Say how many lines below contain the word "counter". The number is the entire reply.

(Dataset entries)

'''

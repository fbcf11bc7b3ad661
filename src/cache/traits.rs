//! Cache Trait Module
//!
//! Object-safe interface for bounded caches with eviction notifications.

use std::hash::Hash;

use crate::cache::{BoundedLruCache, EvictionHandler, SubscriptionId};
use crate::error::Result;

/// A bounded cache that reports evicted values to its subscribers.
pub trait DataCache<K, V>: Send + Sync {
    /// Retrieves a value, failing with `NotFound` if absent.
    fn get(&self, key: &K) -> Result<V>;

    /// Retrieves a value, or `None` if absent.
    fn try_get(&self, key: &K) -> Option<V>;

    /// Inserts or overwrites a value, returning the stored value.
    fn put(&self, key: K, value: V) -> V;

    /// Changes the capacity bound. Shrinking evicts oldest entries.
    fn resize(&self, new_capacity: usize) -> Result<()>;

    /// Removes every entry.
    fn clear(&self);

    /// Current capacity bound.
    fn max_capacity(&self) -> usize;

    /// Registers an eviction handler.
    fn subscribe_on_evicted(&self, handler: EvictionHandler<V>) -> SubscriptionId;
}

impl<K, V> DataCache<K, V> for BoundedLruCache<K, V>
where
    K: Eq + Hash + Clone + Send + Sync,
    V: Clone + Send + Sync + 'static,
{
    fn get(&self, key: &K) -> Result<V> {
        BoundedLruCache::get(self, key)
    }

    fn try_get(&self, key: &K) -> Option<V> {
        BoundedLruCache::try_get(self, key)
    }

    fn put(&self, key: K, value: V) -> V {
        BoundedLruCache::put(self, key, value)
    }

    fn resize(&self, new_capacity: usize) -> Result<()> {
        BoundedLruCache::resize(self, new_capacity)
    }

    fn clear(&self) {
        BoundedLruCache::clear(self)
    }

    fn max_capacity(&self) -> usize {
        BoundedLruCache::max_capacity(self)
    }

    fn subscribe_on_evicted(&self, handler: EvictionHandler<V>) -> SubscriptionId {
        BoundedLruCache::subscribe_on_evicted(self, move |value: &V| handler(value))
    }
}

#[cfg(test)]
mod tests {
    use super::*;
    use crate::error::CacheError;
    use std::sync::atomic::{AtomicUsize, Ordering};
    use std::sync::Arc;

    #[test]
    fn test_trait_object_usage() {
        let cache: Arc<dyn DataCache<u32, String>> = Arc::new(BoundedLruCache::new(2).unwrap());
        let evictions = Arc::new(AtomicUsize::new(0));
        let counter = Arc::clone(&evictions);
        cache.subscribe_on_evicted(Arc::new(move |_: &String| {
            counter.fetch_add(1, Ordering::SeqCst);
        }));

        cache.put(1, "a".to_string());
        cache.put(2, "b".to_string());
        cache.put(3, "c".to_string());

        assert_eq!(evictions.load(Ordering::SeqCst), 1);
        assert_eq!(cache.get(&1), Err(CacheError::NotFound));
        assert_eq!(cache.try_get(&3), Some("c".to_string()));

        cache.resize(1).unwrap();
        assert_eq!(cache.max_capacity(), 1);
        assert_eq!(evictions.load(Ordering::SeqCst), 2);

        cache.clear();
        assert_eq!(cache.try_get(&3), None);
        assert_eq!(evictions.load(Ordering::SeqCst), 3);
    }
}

'''
'''

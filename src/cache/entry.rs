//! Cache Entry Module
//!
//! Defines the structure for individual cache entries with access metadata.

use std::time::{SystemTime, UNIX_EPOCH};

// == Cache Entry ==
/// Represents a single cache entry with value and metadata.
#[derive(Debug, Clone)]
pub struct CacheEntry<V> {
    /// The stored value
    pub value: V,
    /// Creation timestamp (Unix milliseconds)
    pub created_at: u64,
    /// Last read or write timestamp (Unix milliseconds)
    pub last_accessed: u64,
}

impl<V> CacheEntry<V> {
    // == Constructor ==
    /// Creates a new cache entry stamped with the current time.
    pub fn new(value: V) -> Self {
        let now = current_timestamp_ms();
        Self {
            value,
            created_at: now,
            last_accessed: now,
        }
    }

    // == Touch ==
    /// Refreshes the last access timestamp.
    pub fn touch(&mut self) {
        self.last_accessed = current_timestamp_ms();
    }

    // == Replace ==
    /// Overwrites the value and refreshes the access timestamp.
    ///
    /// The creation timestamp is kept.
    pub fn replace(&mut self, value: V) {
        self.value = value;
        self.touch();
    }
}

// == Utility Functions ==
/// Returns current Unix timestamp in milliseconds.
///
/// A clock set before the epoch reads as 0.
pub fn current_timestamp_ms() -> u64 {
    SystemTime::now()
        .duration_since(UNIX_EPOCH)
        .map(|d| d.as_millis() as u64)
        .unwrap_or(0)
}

'''

• _RESULT OF THIS EXERCISE_: 2